This first-person article is by Julie Green, a writer who was diagnosed with autism in her 40s. For more information on CBC’s First Person Stories, please see frequently asked questions.
I have a confession: I never understood fashion or beauty. I observed the rituals of other women as one observes an alien species. For decades I tried to emulate the way these creatures dressed and wore their hair, but it often felt unnatural and deeply uncomfortable.
Then, at age 45, I was diagnosed with autism. It gave new meaning to the term “fashion victim” – that certain fabrics can inflict literal pain on people like me.
Although autism does not affect everyone equally, many people on the spectrum can be hypersensitive to sounds, sights, smells, touch and tastes. I am fortunate that my sensory issues remain relatively mild and manageable.
As I slowly come to terms with the hypersensitivity which is an integral part of my autismyears of sidestepping fashion and beauty trends have taken their toll and left me with a festering insecurity about my appearance.
From an early age, I cut the tags off of every piece of clothing I owned, which was a risk in itself since the cut edge could end up being more jagged and irritating than the tag itself. The year my grandmother started knitting was particularly cruel. She bought a pattern and faithfully reproduced the same sweater in different colors for each of her grandchildren, so help us, we were expected to wear these rash-causing sweaters. From then on, I gave up wool, linen and countless other fabrics.
I also gave up jeans with their stiff seams and buttons. Puberty inflicted a special kind of punishment. Finding a bra that I could tolerate wearing for a long time became an ongoing struggle. I have never owned a pair of heels. I didn’t wear any fancy underwear either. I’ve avoided a whole host of beauty procedures that I don’t understand that frankly look like medieval torture.
Somewhere along the way, I became convinced that I wasn’t as beautiful or sexy or feminine as other women because I didn’t have… could not – look or dress as they did.
Not everything is bad; being “low maintenance” probably has saved me a lot of money over the years.
But my hypersensitivity goes beyond simply choosing to wear comfortable clothes and shoes. Some people on the spectrum struggles with basic grooming and hygiene rituals such as washing or brushing hair. And this struggle can interfere with daily life. While in college, I was so bothered by the feel of the hair on my scalp that I shaved my head just to relieve myself. It was a matter of necessity – not a radical fashion statement – and it left my self-esteem in tatters. Although I love long hair, I’ve mostly kept mine short over the years.
Thorny collars and itchy dresses were hallmarks of my 80s childhood. Fortunately, times have changed. Many manufacturers have ditched sharp labels in favor of printed labels, and the world as a whole is a better place for that. There are less sadistic bra options if you know where to look. And a genius created comfortable shoes known as Sketchers. Even jeans (once my nemesis) are softer. Brands have become wiser, kinder. Or maybe I just got wiser and kinder to myself.

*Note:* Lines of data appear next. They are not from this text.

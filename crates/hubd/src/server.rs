use crate::config::HubConfig;
use crate::connection::{meta, role, Connection, MetaValue, ReceiveSink};
use crate::dispatcher::{DispatchEvent, Dispatcher, SubHandler};
use crate::error::HubError;
use crate::handler::authority::AuthorityAuthHandler;
use crate::handler::edge::EdgeAuthHandler;
use crate::handler::ServerHandle;
use crate::manager::{ConnectionManager, Hooks};
use crate::metrics::gauges;
use crate::permission::Permissions;
use crate::prerouting::PreRouting;
use crate::store::{MemoryStore, Store};
use async_trait::async_trait;
use hub_wire::{read_frame, Header};
use std::net::SocketAddr;
use std::sync::atomic::{AtomicBool, Ordering};
use std::sync::{Arc, Mutex as StdMutex, OnceLock, Weak};
use tokio::net::{TcpListener, TcpStream};
use tokio::time::{timeout, Duration};
use tokio_util::sync::CancellationToken;
use tokio_util::task::TaskTracker;
use tracing::{debug, error, info, warn};

/// Catch-all for sub-protocols with no registered handler. Cross-hub
/// forwarding would live here; this build only logs.
struct UnroutedHandler;

#[async_trait]
impl SubHandler for UnroutedHandler {
    fn sub_proto(&self) -> u8 {
        0
    }

    async fn on_receive(&self, conn: Option<Arc<Connection>>, hdr: Header, _payload: Vec<u8>) {
        debug!(
            conn = conn.as_ref().map_or("-", |c| c.id()),
            sub_proto = hdr.sub_proto,
            "no route for sub proto, frame dropped"
        );
    }
}

/// Receive sink wiring a connection's reader into pre-routing + dispatch.
struct HubSink {
    hub: Weak<Hub>,
}

#[async_trait]
impl ReceiveSink for HubSink {
    async fn on_frame(&self, conn: Arc<Connection>, hdr: Header, payload: Vec<u8>) {
        let Some(hub) = self.hub.upgrade() else {
            return;
        };
        if !hub.prerouting.admit(&conn, &hdr) {
            return;
        }
        hub.dispatcher
            .enqueue(DispatchEvent {
                conn: Some(conn),
                hdr,
                payload,
            })
            .await;
    }
}

/// The hub server: wires listener, connection manager, pre-routing,
/// dispatcher, and the auth handler; owns the lifecycle.
pub struct Hub {
    cfg: HubConfig,
    manager: ConnectionManager,
    dispatcher: Arc<Dispatcher>,
    prerouting: PreRouting,
    cancel: CancellationToken,
    tracker: TaskTracker,
    local_addr: StdMutex<Option<SocketAddr>>,
    started: AtomicBool,
    self_ref: OnceLock<Weak<Hub>>,
}

impl Hub {
    /// Builds a hub with the in-process device store.
    ///
    /// # Errors
    ///
    /// Returns [`HubError::InvalidConfig`] on rejected configuration and
    /// registration errors from the dispatcher.
    pub fn new(cfg: HubConfig) -> Result<Arc<Self>, HubError> {
        let store = Arc::new(MemoryStore::new(cfg.allocation_seed()));
        Self::with_store(cfg, store)
    }

    /// Builds a hub over an externally provided device store.
    ///
    /// # Errors
    ///
    /// Same as [`Hub::new`].
    pub fn with_store(cfg: HubConfig, store: Arc<dyn Store>) -> Result<Arc<Self>, HubError> {
        cfg.validate().map_err(HubError::InvalidConfig)?;

        let dispatcher = Dispatcher::new(
            cfg.channel_count,
            cfg.workers_per_channel,
            cfg.channel_buffer,
            Duration::from_millis(cfg.enqueue_timeout_ms),
        );

        let hub = Arc::new(Self {
            cfg,
            manager: ConnectionManager::new(),
            dispatcher,
            prerouting: PreRouting::new(),
            cancel: CancellationToken::new(),
            tracker: TaskTracker::new(),
            local_addr: StdMutex::new(None),
            started: AtomicBool::new(false),
            self_ref: OnceLock::new(),
        });
        let _ = hub.self_ref.set(Arc::downgrade(&hub));

        // handlers reach back through a provider bound after construction,
        // never through an owning reference
        let handle = ServerHandle::new();
        handle.bind(&hub);
        if hub.cfg.authority_mode {
            hub.dispatcher
                .register_handler(AuthorityAuthHandler::new(handle, store))?;
        } else {
            let perms = Permissions::from_config(&hub.cfg);
            hub.dispatcher.register_handler(EdgeAuthHandler::new(
                handle,
                perms,
                hub.cfg.authority_node_id,
                Duration::from_secs(hub.cfg.pending_timeout_secs),
                hub.cfg.allocation_seed(),
            ))?;
        }
        hub.dispatcher.set_default_handler(Arc::new(UnroutedHandler));

        Ok(hub)
    }

    /// Binds the listener and starts the accept, read, and parent-link
    /// tasks. Returns the bound address.
    ///
    /// # Errors
    ///
    /// [`HubError::AlreadyStarted`] on a second call, otherwise bind errors.
    pub async fn start(&self) -> Result<SocketAddr, HubError> {
        if self.started.swap(true, Ordering::SeqCst) {
            return Err(HubError::AlreadyStarted);
        }
        let this = self
            .self_ref
            .get()
            .and_then(Weak::upgrade)
            .expect("hub self reference bound at construction");

        let listener = TcpListener::bind(self.cfg.listen).await?;
        let local_addr = listener.local_addr()?;
        *self.local_addr.lock().expect("local addr lock poisoned") = Some(local_addr);

        let on_add_hub = Arc::downgrade(&this);
        let on_remove_hub = Arc::downgrade(&this);
        self.manager.set_hooks(Hooks {
            on_add: Some(Box::new(move |conn| {
                gauges::inc_connections_active();
                if let Some(hub) = on_add_hub.upgrade() {
                    conn.set_receiver(Arc::new(HubSink {
                        hub: Arc::downgrade(&hub),
                    }));
                    let conn = Arc::clone(conn);
                    let loop_hub = Arc::clone(&hub);
                    hub.tracker.spawn(Self::read_loop(loop_hub, conn));
                }
            })),
            on_remove: Some(Box::new(move |conn| {
                gauges::dec_connections_active();
                if let Some(hub) = on_remove_hub.upgrade() {
                    hub.dispatcher.notify_conn_closed(conn.id());
                }
            })),
        });

        self.tracker
            .spawn(Self::accept_loop(Arc::clone(&this), listener));

        if self.cfg.parent_enable {
            if let Some(parent_addr) = self.cfg.parent_addr {
                self.tracker.spawn(Self::parent_loop(this, parent_addr));
            }
        }

        info!(node_id = self.cfg.node_id, "hub listening on {}", local_addr);
        Ok(local_addr)
    }

    async fn accept_loop(hub: Arc<Self>, listener: TcpListener) {
        loop {
            let accepted = tokio::select! {
                () = hub.cancel.cancelled() => break,
                accepted = listener.accept() => accepted,
            };
            match accepted {
                Ok((stream, addr)) => {
                    let conn = Connection::spawn(
                        stream,
                        addr,
                        false,
                        hub.cfg.send_buffer,
                        Duration::from_secs(hub.cfg.write_timeout_secs),
                        &hub.cancel,
                    );
                    debug!(conn = %conn.id(), "connection accepted");
                    if let Err(e) = hub.manager.add(conn) {
                        error!("failed to register connection: {}", e);
                    }
                }
                Err(e) => {
                    error!("failed to accept connection: {}", e);
                }
            }
        }
    }

    async fn read_loop(hub: Arc<Self>, conn: Arc<Connection>) {
        let Some(mut reader) = conn.take_reader().await else {
            return;
        };
        let token = conn.cancel_token();
        loop {
            let frame = tokio::select! {
                () = token.cancelled() => break,
                frame = read_frame(&mut reader) => frame,
            };
            match frame {
                Ok((hdr, payload)) => Connection::dispatch_receive(&conn, hdr, payload).await,
                Err(e) => {
                    debug!(conn = %conn.id(), "read loop exit: {}", e);
                    break;
                }
            }
        }
        if let Err(e) = hub.manager.remove(conn.id()) {
            debug!(conn = %conn.id(), "remove conn: {}", e);
        }
    }

    /// Dials the configured parent and redials on loss at a fixed interval
    /// until shutdown.
    async fn parent_loop(hub: Arc<Self>, parent_addr: SocketAddr) {
        let interval = Duration::from_secs(hub.cfg.parent_reconnect_secs);
        loop {
            if hub.cancel.is_cancelled() {
                break;
            }
            match TcpStream::connect(parent_addr).await {
                Ok(stream) => {
                    let conn = Connection::spawn(
                        stream,
                        parent_addr,
                        true,
                        hub.cfg.send_buffer,
                        Duration::from_secs(hub.cfg.write_timeout_secs),
                        &hub.cancel,
                    );
                    conn.set_meta(meta::ROLE, MetaValue::Str(role::PARENT.to_string()));
                    if hub.cfg.authority_node_id != 0 {
                        conn.set_meta(meta::NODE_ID, MetaValue::U32(hub.cfg.authority_node_id));
                    }
                    match hub.manager.add(Arc::clone(&conn)) {
                        Ok(()) => {
                            if hub.cfg.authority_node_id != 0 {
                                hub.manager
                                    .update_node_index(hub.cfg.authority_node_id, Some(&conn));
                            }
                            info!(parent = %parent_addr, "parent link established");
                            conn.cancel_token().cancelled().await;
                            warn!(parent = %parent_addr, "parent link lost");
                        }
                        Err(e) => warn!("failed to register parent link: {}", e),
                    }
                }
                Err(e) => {
                    debug!(parent = %parent_addr, "parent dial failed: {}", e);
                }
            }
            tokio::select! {
                () = hub.cancel.cancelled() => break,
                () = tokio::time::sleep(interval) => {}
            }
        }
    }

    /// Hook point invoked for every outbound frame routed through the hub.
    fn on_send(conn: &Arc<Connection>, hdr: &Header) {
        tracing::trace!(
            conn = %conn.id(),
            sub_proto = hdr.sub_proto,
            target = hdr.target,
            "sending frame"
        );
    }

    /// Sends a frame on a registered connection.
    ///
    /// # Errors
    ///
    /// [`HubError::ConnNotFound`] for unknown ids; queue errors from the
    /// connection otherwise.
    pub fn send(&self, conn_id: &str, hdr: &Header, payload: &[u8]) -> Result<(), HubError> {
        let Some(conn) = self.manager.get(conn_id) else {
            return Err(HubError::ConnNotFound(conn_id.to_string()));
        };
        Self::on_send(&conn, hdr);
        conn.send_frame(hdr, payload)
    }

    /// Stops the hub: cancels all tasks, waits for them up to `deadline`,
    /// shuts the dispatcher down, and closes every connection. Idempotent.
    ///
    /// # Errors
    ///
    /// [`HubError::StopTimeout`] when tasks did not finish in time; cleanup
    /// still ran.
    pub async fn stop(&self, deadline: Duration) -> Result<(), HubError> {
        if !self.started.load(Ordering::SeqCst) {
            return Ok(());
        }
        self.cancel.cancel();
        self.tracker.close();
        let waited = timeout(deadline, self.tracker.wait()).await;
        self.dispatcher.shutdown().await;
        self.manager.close_all();
        match waited {
            Ok(()) => Ok(()),
            Err(_) => Err(HubError::StopTimeout),
        }
    }

    /// The connection registry.
    #[must_use]
    pub fn manager(&self) -> &ConnectionManager {
        &self.manager
    }

    /// This hub's node id.
    #[must_use]
    pub const fn node_id(&self) -> u32 {
        self.cfg.node_id
    }

    /// The active configuration.
    #[must_use]
    pub const fn config(&self) -> &HubConfig {
        &self.cfg
    }

    /// Root token cancelled on [`Hub::stop`].
    #[must_use]
    pub fn cancel_token(&self) -> CancellationToken {
        self.cancel.clone()
    }

    /// Address the listener bound to, once started.
    #[must_use]
    pub fn local_addr(&self) -> Option<SocketAddr> {
        *self.local_addr.lock().expect("local addr lock poisoned")
    }
}

#[cfg(test)]
mod tests {
    use super::*;
    use crate::config::tests::valid_config;
    use hub_wire::Major;

    fn loopback_config() -> HubConfig {
        let mut cfg = valid_config();
        cfg.listen = "127.0.0.1:0".parse().unwrap();
        cfg
    }

    #[tokio::test]
    async fn start_stop_lifecycle() {
        let hub = Hub::new(loopback_config()).unwrap();
        let addr = hub.start().await.unwrap();
        assert_ne!(addr.port(), 0);
        assert_eq!(hub.local_addr(), Some(addr));
        hub.stop(Duration::from_secs(2)).await.unwrap();
        // idempotent
        hub.stop(Duration::from_secs(2)).await.unwrap();
    }

    #[tokio::test]
    async fn second_start_is_rejected() {
        let hub = Hub::new(loopback_config()).unwrap();
        hub.start().await.unwrap();
        assert!(matches!(hub.start().await, Err(HubError::AlreadyStarted)));
        hub.stop(Duration::from_secs(2)).await.unwrap();
    }

    #[tokio::test]
    async fn send_to_unknown_conn_fails() {
        let hub = Hub::new(loopback_config()).unwrap();
        let hdr = Header::new(Major::Msg, 1).unwrap();
        assert!(matches!(
            hub.send("nope", &hdr, b""),
            Err(HubError::ConnNotFound(_))
        ));
    }

    #[tokio::test]
    async fn invalid_config_is_rejected() {
        let mut cfg = loopback_config();
        cfg.node_id = 0;
        assert!(matches!(Hub::new(cfg), Err(HubError::InvalidConfig(_))));
    }
}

With so many people working remotely during the pandemic, loungewear has become all the rage. It was surreal to see generally elegant, dressier women suddenly wearing my uniform.
One day, I stumbled upon my dream joggers. It was a lovely olive shade, lined with fleece, and the second I put it on I wondered where it had been all my life. I rushed online to buy a set in every color available, only to find the price had been raised, probably due to its popularity.
Unable to justify the expense, I reluctantly emptied my cart. At that time, I wished the women of the world would return to their power suits and stiletto heels. You can have anything I wanted to tell them, just far from the olive jogging set.
I no longer envy fashionistas and I finally gave up dressing like them. Instead, for the first time in my life, they’re the ones trying to dress like me. It may have taken 45 years and an autism diagnosis, but I finally feel comfortable in my own skin.